Una presa di posizione chiara e netta che rafforza il sistema di etichettatura adottato dall’Italia, nell’interesse delle imprese agroalimentari e dei consumatori“. Così Paolo De Castro, coordinatore S&D alla commissione Agricoltura del Parlamento europeo, commenta la notizia annunciata il 1° settembre al Cibus di Parma da Francesco Pugliese, amministratore delegato di Conad, di essere contrario al sistema Nutriscore, in vigore in Francia e altri Paesi europei, antagonista al Nutrinform Battery sostenuto dal nostro Paese.

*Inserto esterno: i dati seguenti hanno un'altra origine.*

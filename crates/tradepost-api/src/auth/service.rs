// Credential service: registration and login
// Two independent flows, no shared state across calls. Each does exactly
// one store round-trip; transient store failures propagate, nothing is
// retried here.

use std::sync::Arc;

use anyhow::Context;
use chrono::{Duration, Utc};
use thiserror::Error;

use tradepost_contracts::CreateUserRequest;
use tradepost_storage::{CreateUser, StoreError, UserDirectory, UserRow};

use super::jwt::TokenService;
use super::password::{hash_password, verify_password};

// Hashed once at construction and verified against whenever a login names
// an unknown email, so that path costs the same as a wrong password and
// never reveals whether the identifier exists.
const LOGIN_PADDING_SECRET: &str = "tradepost-login-padding";

#[derive(Debug, Error)]
pub enum RegistrationError {
    #[error("user with this email or username already exists")]
    UserAlreadyExists,

    #[error(transparent)]
    Internal(#[from] anyhow::Error),
}

#[derive(Debug, Error)]
pub enum LoginError {
    /// Unknown identifier and wrong password collapse into this one kind.
    #[error("invalid email or password")]
    InvalidCredentials,

    #[error(transparent)]
    Internal(#[from] anyhow::Error),
}

pub struct AuthService {
    directory: Arc<dyn UserDirectory>,
    tokens: Arc<TokenService>,
    token_ttl: Duration,
    dummy_hash: String,
}

impl AuthService {
    pub fn new(
        directory: Arc<dyn UserDirectory>,
        tokens: Arc<TokenService>,
        token_ttl: std::time::Duration,
    ) -> anyhow::Result<Self> {
        let token_ttl = Duration::from_std(token_ttl).context("token TTL out of range")?;
        let dummy_hash =
            hash_password(LOGIN_PADDING_SECRET).context("failed to hash login padding secret")?;

        Ok(Self {
            directory,
            tokens,
            token_ttl,
            dummy_hash,
        })
    }

    /// Create a new user with a hashed secret. The plaintext password is
    /// dropped here and never persisted or logged.
    pub async fn register(&self, req: &CreateUserRequest) -> Result<UserRow, RegistrationError> {
        let password_hash = hash_password(&req.password)
            .context("failed to hash password during registration")?;

        let user = self
            .directory
            .create_user(CreateUser {
                username: req.username.clone(),
                email: req.email.clone(),
                password_hash,
            })
            .await
            .map_err(|e| match e {
                StoreError::Duplicate => RegistrationError::UserAlreadyExists,
                other => RegistrationError::Internal(
                    anyhow::Error::new(other).context("failed to create user"),
                ),
            })?;

        Ok(user)
    }

    /// Authenticate by email and password, returning a session token and
    /// the user on success.
    pub async fn login(&self, email: &str, password: &str) -> Result<(String, UserRow), LoginError> {
        let user = match self.directory.user_by_email(email).await {
            Ok(Some(user)) => user,
            Ok(None) => {
                // Burn a verification so unknown-email latency matches
                // wrong-password latency.
                let _ = verify_password(password, &self.dummy_hash);
                return Err(LoginError::InvalidCredentials);
            }
            Err(err) => {
                return Err(LoginError::Internal(
                    anyhow::Error::new(err).context("failed to get user by email"),
                ));
            }
        };

        if !verify_password(password, &user.password_hash) {
            return Err(LoginError::InvalidCredentials);
        }

        let token = self
            .tokens
            .issue(user.id, Utc::now(), self.token_ttl)
            .context("failed to sign session token")?;

        Ok((token, user))
    }
}

#[cfg(test)]
mod tests {
    use super::*;
    use crate::test_support::InMemoryDirectory;

    const TTL: std::time::Duration = std::time::Duration::from_secs(3600);

    fn fixture() -> (Arc<InMemoryDirectory>, Arc<TokenService>, AuthService) {
        let directory = InMemoryDirectory::shared();
        let tokens = Arc::new(TokenService::new("test-secret"));
        let service = AuthService::new(directory.clone(), tokens.clone(), TTL).unwrap();
        (directory, tokens, service)
    }

    fn alice() -> CreateUserRequest {
        CreateUserRequest {
            username: "alice".to_string(),
            email: "alice@example.com".to_string(),
            password: "longenoughpw".to_string(),
        }
    }

    #[tokio::test]
    async fn test_register_stores_a_hash_not_the_password() {
        let (_, _, service) = fixture();

        let user = service.register(&alice()).await.unwrap();
        assert_eq!(user.username, "alice");
        assert_ne!(user.password_hash, "longenoughpw");
        assert!(verify_password("longenoughpw", &user.password_hash));
    }

    #[tokio::test]
    async fn test_register_duplicate_is_conflict() {
        let (_, _, service) = fixture();
        service.register(&alice()).await.unwrap();

        let mut second = alice();
        second.username = "alice2".to_string();
        let err = service.register(&second).await.unwrap_err();
        assert!(matches!(err, RegistrationError::UserAlreadyExists));
    }

    #[tokio::test]
    async fn test_login_issues_a_token_for_the_user() {
        let (_, tokens, service) = fixture();
        let registered = service.register(&alice()).await.unwrap();

        let (token, user) = service
            .login("alice@example.com", "longenoughpw")
            .await
            .unwrap();
        assert_eq!(user.id, registered.id);

        let subject = tokens.verify(&token, Utc::now()).unwrap();
        assert_eq!(subject, registered.id.to_string());
    }

    #[tokio::test]
    async fn test_login_failures_are_indistinguishable() {
        let (_, _, service) = fixture();
        service.register(&alice()).await.unwrap();

        // Unknown email and wrong password return the same kind.
        let unknown = service
            .login("nobody@example.com", "longenoughpw")
            .await
            .unwrap_err();
        assert!(matches!(unknown, LoginError::InvalidCredentials));

        let wrong = service
            .login("alice@example.com", "wrongpassword")
            .await
            .unwrap_err();
        assert!(matches!(wrong, LoginError::InvalidCredentials));
    }

    #[tokio::test]
    async fn test_login_store_failure_is_internal() {
        let (directory, _, service) = fixture();
        directory.fail_requests();

        let err = service
            .login("alice@example.com", "longenoughpw")
            .await
            .unwrap_err();
        assert!(matches!(err, LoginError::Internal(_)));
    }
}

L’annuncio pubblico di Pugliese – spiega De Castro – sgombra il campo da equivoci sul rapporto che la prima sigla distributiva in Italia vuole continuare ad avere con i suoi fornitori – imprese agricole e di trasformazione – e con i consumatori, i quali hanno il diritto di essere informati correttamente sui prodotti esposti negli scaffali dei punti vendita, con etichette fronte pacco che lasciano libertà di scelta, e non condizionano, gli acquisti“. Una battaglia partita alcuni anni fa in Europa con l’adozione da parte del Regno Unito, prima, e poi dalla Francia, di sistemi di etichettatura ‘a semaforo’ dei prodotti agroalimentari che l’Italia continua a giudicare scorretti, perché non informano gli acquirenti sulle reali quantità di calorie, grassi, zuccheri e sale che assumono nella dieta quotidiana, con evidenti rischi per la salute sul piano metabolico e nutrizionale.

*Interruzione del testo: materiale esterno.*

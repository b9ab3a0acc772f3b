// Public contracts for the Tradepost API
// This crate defines the request/response DTOs shared by the server and clients.
// Sensitive fields (password hashes, API keys) never appear in these types.

pub mod common;
pub mod user;

pub use common::*;
pub use user::*;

Per l’eurodeputato PD, che a Parma ha moderato il convegno sul valore delle Indicazioni geografiche organizzato da Food Trend Foundation, in collaborazione con Fondazione Qualivita, Origin Italia, Origin e Afidop, “la posizione ufficiale assunta da Conad arriva in una fase particolarmente delicata e importante che prelude alla proposta normativa della Commissione europea, attesa nella primavera 2022, di un sistema di etichettatura nutrizionale armonizzato tra i 27 Paesi Ue“.